Problem description:
Your task is to copy the lines of the data below from the line holding "a socket address." through the line holding "fields with defaults.", inclusive, exactly and with nothing added.

Stored data:

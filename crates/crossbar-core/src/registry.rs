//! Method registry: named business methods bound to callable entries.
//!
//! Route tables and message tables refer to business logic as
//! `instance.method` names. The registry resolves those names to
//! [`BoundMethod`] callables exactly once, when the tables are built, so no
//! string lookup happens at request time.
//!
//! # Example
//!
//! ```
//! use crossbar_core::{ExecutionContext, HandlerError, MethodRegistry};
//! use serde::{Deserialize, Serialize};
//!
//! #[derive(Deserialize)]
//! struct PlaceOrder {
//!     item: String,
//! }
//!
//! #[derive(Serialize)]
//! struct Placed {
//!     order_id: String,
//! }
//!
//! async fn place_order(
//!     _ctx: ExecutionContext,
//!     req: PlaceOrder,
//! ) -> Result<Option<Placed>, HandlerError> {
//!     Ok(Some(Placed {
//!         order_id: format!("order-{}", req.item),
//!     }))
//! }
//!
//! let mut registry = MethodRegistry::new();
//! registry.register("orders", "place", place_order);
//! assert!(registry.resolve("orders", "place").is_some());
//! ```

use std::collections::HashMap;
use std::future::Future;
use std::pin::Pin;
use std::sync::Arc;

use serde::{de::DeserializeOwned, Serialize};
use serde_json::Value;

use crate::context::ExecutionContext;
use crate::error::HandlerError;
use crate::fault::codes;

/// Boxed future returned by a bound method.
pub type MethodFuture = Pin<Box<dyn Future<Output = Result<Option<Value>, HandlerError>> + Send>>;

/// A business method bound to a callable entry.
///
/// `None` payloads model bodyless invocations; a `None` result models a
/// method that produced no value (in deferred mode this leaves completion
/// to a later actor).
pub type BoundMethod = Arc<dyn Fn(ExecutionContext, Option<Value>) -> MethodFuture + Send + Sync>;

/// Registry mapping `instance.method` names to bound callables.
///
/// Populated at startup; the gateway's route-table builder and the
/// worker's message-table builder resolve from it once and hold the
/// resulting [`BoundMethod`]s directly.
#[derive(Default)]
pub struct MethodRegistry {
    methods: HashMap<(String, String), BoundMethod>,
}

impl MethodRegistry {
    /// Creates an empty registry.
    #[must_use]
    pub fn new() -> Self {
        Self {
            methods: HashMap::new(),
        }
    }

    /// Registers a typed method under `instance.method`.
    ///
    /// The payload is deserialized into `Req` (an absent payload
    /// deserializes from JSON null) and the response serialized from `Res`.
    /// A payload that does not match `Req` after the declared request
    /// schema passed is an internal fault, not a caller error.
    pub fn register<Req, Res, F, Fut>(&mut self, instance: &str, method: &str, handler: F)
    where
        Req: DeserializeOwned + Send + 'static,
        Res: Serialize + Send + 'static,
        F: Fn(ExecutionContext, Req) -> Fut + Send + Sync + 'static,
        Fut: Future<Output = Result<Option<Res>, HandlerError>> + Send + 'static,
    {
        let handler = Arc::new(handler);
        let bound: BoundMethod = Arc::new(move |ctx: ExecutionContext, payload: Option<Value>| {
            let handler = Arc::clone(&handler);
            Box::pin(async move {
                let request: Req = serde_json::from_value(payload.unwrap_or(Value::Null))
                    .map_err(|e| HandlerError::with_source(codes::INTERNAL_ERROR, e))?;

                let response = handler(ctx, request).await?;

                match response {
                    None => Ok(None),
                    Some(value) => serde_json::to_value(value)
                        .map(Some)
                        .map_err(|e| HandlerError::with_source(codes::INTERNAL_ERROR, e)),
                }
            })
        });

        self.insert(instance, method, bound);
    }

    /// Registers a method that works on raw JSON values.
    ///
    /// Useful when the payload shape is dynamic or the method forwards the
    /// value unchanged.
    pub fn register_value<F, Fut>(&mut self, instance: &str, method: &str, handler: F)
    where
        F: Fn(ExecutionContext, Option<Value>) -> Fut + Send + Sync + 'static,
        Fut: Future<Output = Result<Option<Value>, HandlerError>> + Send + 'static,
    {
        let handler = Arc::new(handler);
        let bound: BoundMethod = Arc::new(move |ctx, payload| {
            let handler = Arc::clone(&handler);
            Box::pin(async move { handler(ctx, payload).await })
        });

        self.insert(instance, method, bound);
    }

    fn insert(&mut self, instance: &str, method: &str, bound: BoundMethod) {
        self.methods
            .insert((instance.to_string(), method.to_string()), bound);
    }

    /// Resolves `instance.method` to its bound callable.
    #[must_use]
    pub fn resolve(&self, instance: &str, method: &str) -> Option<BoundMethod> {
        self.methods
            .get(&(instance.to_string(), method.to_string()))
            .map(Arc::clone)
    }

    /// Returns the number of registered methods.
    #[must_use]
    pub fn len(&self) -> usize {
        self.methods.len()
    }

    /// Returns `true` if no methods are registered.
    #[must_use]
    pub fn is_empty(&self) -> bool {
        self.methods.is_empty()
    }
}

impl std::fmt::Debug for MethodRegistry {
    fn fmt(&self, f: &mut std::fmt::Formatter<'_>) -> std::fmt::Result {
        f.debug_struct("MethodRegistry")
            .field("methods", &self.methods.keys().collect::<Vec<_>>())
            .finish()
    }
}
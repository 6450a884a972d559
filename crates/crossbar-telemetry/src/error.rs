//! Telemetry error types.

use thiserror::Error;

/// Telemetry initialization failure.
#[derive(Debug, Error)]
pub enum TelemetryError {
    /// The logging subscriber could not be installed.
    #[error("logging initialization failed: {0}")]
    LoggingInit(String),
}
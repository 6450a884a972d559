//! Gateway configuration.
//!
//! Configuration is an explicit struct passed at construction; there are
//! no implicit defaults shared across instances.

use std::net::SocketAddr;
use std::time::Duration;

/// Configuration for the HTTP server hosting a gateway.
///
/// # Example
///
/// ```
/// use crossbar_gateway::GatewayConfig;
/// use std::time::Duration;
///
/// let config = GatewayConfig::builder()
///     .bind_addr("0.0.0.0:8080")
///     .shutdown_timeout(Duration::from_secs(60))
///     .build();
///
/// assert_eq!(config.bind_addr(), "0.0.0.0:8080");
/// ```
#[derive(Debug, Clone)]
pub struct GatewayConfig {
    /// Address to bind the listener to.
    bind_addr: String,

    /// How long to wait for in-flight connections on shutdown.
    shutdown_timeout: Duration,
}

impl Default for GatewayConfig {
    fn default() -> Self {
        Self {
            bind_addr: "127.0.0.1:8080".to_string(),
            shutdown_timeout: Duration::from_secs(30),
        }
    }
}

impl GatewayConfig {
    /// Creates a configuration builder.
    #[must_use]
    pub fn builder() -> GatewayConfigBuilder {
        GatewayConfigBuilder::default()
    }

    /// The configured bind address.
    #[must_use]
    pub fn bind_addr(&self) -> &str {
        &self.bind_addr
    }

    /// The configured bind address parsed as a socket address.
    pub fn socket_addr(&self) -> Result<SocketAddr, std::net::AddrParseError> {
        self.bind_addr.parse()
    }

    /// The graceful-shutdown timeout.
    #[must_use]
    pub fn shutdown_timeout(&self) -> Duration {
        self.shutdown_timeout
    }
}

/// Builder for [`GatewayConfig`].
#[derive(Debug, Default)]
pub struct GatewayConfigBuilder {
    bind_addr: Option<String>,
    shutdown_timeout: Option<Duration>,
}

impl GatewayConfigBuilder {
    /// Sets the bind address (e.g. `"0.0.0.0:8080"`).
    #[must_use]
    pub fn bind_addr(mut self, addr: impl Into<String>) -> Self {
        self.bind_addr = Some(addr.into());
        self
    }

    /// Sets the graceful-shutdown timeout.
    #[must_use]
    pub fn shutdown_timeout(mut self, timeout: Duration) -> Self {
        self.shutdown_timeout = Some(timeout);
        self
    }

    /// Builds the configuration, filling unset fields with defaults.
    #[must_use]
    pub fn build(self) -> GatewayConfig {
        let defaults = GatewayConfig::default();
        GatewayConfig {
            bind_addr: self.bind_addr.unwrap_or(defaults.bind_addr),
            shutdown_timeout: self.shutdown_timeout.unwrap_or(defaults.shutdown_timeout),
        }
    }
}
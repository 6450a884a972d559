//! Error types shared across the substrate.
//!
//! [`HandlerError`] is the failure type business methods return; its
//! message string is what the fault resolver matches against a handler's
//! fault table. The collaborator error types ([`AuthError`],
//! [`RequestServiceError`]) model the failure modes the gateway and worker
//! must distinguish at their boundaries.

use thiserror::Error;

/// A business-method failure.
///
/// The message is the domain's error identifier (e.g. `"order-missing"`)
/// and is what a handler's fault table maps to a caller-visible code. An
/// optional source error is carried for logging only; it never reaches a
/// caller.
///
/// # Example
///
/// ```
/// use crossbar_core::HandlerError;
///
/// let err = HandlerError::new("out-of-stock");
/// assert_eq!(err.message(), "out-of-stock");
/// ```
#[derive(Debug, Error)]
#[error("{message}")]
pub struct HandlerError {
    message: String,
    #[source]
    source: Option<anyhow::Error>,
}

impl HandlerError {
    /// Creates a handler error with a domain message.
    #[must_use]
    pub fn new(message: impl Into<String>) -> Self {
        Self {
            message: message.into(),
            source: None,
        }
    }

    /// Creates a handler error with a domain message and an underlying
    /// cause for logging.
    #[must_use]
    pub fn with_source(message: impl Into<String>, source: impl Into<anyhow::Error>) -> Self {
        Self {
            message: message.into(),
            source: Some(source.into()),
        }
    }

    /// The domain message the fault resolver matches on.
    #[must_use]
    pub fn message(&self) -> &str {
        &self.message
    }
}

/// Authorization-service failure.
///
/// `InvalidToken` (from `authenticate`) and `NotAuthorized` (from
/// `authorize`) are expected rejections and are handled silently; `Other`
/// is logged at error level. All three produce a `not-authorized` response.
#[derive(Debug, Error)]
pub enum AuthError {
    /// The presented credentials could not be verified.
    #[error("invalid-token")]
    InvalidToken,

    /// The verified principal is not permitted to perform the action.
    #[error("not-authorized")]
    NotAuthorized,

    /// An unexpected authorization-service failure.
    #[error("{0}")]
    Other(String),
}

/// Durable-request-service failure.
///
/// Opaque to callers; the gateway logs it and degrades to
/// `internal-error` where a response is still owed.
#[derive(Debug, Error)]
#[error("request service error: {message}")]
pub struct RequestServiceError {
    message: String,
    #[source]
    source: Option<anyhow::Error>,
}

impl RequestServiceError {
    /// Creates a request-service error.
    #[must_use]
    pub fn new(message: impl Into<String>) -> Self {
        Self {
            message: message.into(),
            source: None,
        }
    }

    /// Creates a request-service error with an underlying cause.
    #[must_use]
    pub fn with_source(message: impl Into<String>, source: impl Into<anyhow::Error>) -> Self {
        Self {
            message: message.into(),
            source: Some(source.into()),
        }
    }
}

Task result:
    /// The configured bind address parsed as a socket address.
    pub fn socket_addr(&self) -> Result<SocketAddr, std::net::AddrParseError> {
        self.bind_addr.parse()
    }

    /// The graceful-shutdown timeout.
    #[must_use]
    pub fn shutdown_timeout(&self) -> Duration {
        self.shutdown_timeout
    }
}

/// Builder for [`GatewayConfig`].
#[derive(Debug, Default)]
pub struct GatewayConfigBuilder {
    bind_addr: Option<String>,
    shutdown_timeout: Option<Duration>,
}

impl GatewayConfigBuilder {
    /// Sets the bind address (e.g. `"0.0.0.0:8080"`).
    #[must_use]
    pub fn bind_addr(mut self, addr: impl Into<String>) -> Self {
        self.bind_addr = Some(addr.into());
        self
    }

    /// Sets the graceful-shutdown timeout.
    #[must_use]
    pub fn shutdown_timeout(mut self, timeout: Duration) -> Self {
        self.shutdown_timeout = Some(timeout);
        self
    }

    /// Builds the configuration, filling unset fields with defaults.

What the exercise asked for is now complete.